_Stored data:_

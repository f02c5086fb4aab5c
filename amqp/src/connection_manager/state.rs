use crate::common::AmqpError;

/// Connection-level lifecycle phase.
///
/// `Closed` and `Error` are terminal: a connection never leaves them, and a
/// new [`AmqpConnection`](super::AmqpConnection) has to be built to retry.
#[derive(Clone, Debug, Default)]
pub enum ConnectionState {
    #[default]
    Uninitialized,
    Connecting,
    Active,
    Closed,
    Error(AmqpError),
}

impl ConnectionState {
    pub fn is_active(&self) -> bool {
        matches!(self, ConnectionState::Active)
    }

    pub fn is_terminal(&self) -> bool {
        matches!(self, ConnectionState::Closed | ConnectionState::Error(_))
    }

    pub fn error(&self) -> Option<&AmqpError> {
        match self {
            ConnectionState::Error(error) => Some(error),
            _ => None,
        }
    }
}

_TASK TO COMPLETE:_ The answer must hold only the lines from the first line of the data through the line bearing "pub fn is_active(&self)", returned exactly.

_REPLY TO THE EXERCISE:_
repository f02c5086fb4aab5c
filename amqp/src/connection_manager/state.rs
use crate::common::AmqpError;

/// Connection-level lifecycle phase.
///
/// `Closed` and `Error` are terminal: a connection never leaves them, and a
/// new [`AmqpConnection`](super::AmqpConnection) has to be built to retry.
#[derive(Clone, Debug, Default)]
pub enum ConnectionState {
    #[default]
    Uninitialized,
    Connecting,
    Active,
    Closed,
    Error(AmqpError),
}

impl ConnectionState {
    pub fn is_active(&self) -> bool {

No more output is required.